What Sparked The Conflict In Syria?

This simple cartoon comic strip provides a comprehensive precedent for the Syrian conflict by referencing the protests both in Egypt and in Tunisia and citing the primary instigator for concern — a five-year-long drought that brought rural farmers into an already crowded city. The focus on the role of environmental stress offers a less mainstream angle from which to view the conflict. After farmers migrated to Daraa, public goods such as water became scarce. Assad made no efforts to ameliorate the crisis and instead punished or killed those that spoke out against him. The text is as brief as possible, making the cause for conflict less overwhelming to fully absorb.

Who Supports Who In The Syrian Conflict?

Vox on YouTube

Vox created a comprehensive video that uses maps to explain the role of Iran, Russia, the United States, and the Gulf states in the conflict. By dividing the Middle East into red and blue states, the video illustrates which nations support Assad and which support the rebels, who were later joined by militant extremists (as the video points out, Assad wants the rebels to be joined by extremists, as it makes it harder for foreign nations to back the rebels). Conveniently, this divide also represents the sectarian division between Sunni nations, which largely support the rebels, and Shiite nations like Iran, which supports Assad. It's important to remember that although Assad has committed atrocities, lending weapons to the rebels is not necessarily a sound solution. These weapons often land in the hands of militant extremists, making each nation's solution — supporting either the rebels or Assad — problematic. In other words, there are no two single sides to the conflict.

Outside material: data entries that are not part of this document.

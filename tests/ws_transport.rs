//! WebSocket Transport Tests - Real Sockets via tokio-tungstenite
//!
//! A local tungstenite server drives the production connector through
//! a full lifecycle: handshake with token, echo, ordinary close,
//! reconnect, forbidden close.

use std::time::Duration;

use futures_util::{SinkExt, StreamExt};
use serde_json::{json, Value};
use tokio::net::TcpListener;
use tokio::sync::mpsc;
use tokio_tungstenite::accept_hdr_async;
use tokio_tungstenite::tungstenite::handshake::server::{ErrorResponse, Request, Response};
use tokio_tungstenite::tungstenite::protocol::frame::coding::CloseCode;
use tokio_tungstenite::tungstenite::protocol::CloseFrame;
use tokio_tungstenite::tungstenite::Message;

use live_feed_sync::adapters::feeds::{StreamClient, FORBIDDEN_CLOSE_CODE};
use live_feed_sync::domain::{ChannelIdentity, ConnectionState, SessionStore, TerminalReason};

async fn close_with(ws: &mut tokio_tungstenite::WebSocketStream<tokio::net::TcpStream>, code: u16) {
    ws.close(Some(CloseFrame {
        code: CloseCode::from(code),
        reason: "bye".into(),
    }))
    .await
    .unwrap();
    while let Some(Ok(_)) = ws.next().await {}
}

#[tokio::test]
async fn test_websocket_lifecycle_end_to_end() {
    let listener = TcpListener::bind("127.0.0.1:0").await.unwrap();
    let addr = listener.local_addr().unwrap();
    let (uri_tx, mut uri_rx) = mpsc::unbounded_channel::<String>();

    let server = tokio::spawn(async move {
        for round in 0..2 {
            let (tcp, _) = listener.accept().await.unwrap();
            let uri_tx = uri_tx.clone();
            let mut ws = accept_hdr_async(tcp, move |req: &Request, resp: Response| {
                let _ = uri_tx.send(req.uri().to_string());
                Ok::<_, ErrorResponse>(resp)
            })
            .await
            .unwrap();

            if round == 0 {
                // Echo the client's first message, then drop it politely.
                while let Some(Ok(msg)) = ws.next().await {
                    if let Message::Text(text) = msg {
                        ws.send(Message::Text(text)).await.unwrap();
                        break;
                    }
                }
                close_with(&mut ws, 1000).await;
            } else {
                ws.send(Message::Text(json!({"type": "signal", "data": {"seq": 2}}).to_string()))
                    .await
                    .unwrap();
                close_with(&mut ws, FORBIDDEN_CLOSE_CODE).await;
            }
        }
    });

    let client = StreamClient::websocket(&format!("ws://{addr}/ws"), SessionStore::with_token("abc"))
        .unwrap()
        .with_reconnect_interval(Duration::from_millis(50));
    let (tx, mut rx) = mpsc::unbounded_channel::<Value>();
    let handle = client.subscribe(ChannelIdentity::new("signals"), move |value| {
        let _ = tx.send(value);
    });
    let mut state = handle.watch_state();

    state.wait_for(|s| *s == ConnectionState::Open).await.unwrap();
    assert_eq!(uri_rx.recv().await.unwrap(), "/ws/signals?token=abc");

    let ping = json!({"type": "ping", "data": {"seq": 1}});
    assert!(handle.send(&ping));
    assert_eq!(rx.recv().await.unwrap(), ping);

    assert_eq!(
        rx.recv().await.unwrap(),
        json!({"type": "signal", "data": {"seq": 2}})
    );
    assert_eq!(uri_rx.recv().await.unwrap(), "/ws/signals?token=abc");

    let end = tokio::time::timeout(Duration::from_secs(5), state.wait_for(ConnectionState::is_terminal))
        .await
        .unwrap()
        .map(|s| *s)
        .unwrap();
    assert_eq!(end, ConnectionState::ClosedTerminal(TerminalReason::Forbidden));
    assert_eq!(handle.connect_attempts(), 2);

    server.await.unwrap();
}

#[tokio::test]
async fn test_unreachable_server_stays_retryable() {
    let listener = TcpListener::bind("127.0.0.1:0").await.unwrap();
    let addr = listener.local_addr().unwrap();
    drop(listener);

    let client = StreamClient::websocket(&format!("ws://{addr}/ws"), SessionStore::new())
        .unwrap()
        .with_reconnect_interval(Duration::from_millis(20));
    let handle = client.subscribe(ChannelIdentity::new("logs"), |_| {});
    let mut state = handle.watch_state();

    state
        .wait_for(|s| *s == ConnectionState::ClosedRetryable)
        .await
        .unwrap();
    tokio::time::sleep(Duration::from_millis(200)).await;
    assert!(handle.connect_attempts() >= 2);
    assert!(!handle.state().is_terminal());

    assert_eq!(
        handle.closed().await,
        ConnectionState::ClosedTerminal(TerminalReason::Unsubscribed)
    );
}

How Does Europe Tie Into The Refugee Problem?

A particular YouTube video gained recognition from various news media organizations for breaking down the Syrian refugee problem and how it relates to Europe. The narrator addresses common concerns among European host countries that Syrian migrants will cause an uptick in crime rates and fail to contribute to the existing population. The video features various sources and converts them into a cartoon to explain that many of these concerns are simply misconceptions.

Who Are The Refugees?

This chart, published by the United Nations Refugee Agency visually outlines the Middle Eastern migrants who have come to settle in European countries in 2015, 52 percent of whom are Syrian.

How Many Refugees Are There?

Another United Nations chart outlines the number of refugees accepted by each Western nation as of Nov. 17, 2015. It says that the United Nations High Commissioner for Refugees has submitted 22,427 refugee applications to the United States for consideration, and less than 2,000 have been accepted since the civil war began in 2011. In total, 128,513 visas have been pledged in total by Western nations, covering less than three percent of the total refugee population of over 6 million.

How Do Refugees Enter The U.S. & Can Governors Stop Them?

Over half the United States' governors have declared that they will not let Syrian refugees enter their states. This has become a huge topic of debate, but the fact is that governors simply don't have this power. Their hesitancy, instead, sparks fear among the American people over accidentally welcoming terrorists into the United States. This Politifact fact sheet succinctly explains the United States' process for screening refugees and granting them entrance, as well as the number of refugees Obama has pledged to accept in the future. If you're wondering how the United States, in particular, fits into the refugee equation, this is your source.

What Can We Do?

A White House press release, which starts with an anecdotal account that puts the reader in a refugee's shoes, explains what the United States is contributing to Syria, in terms of financial aid, and suggests ways that we, too, can help. Whether or not the United States is reacting to the situation accordingly is arguable; nonetheless, it's important to understand the United States' response and the president's reasoning behind his decisions.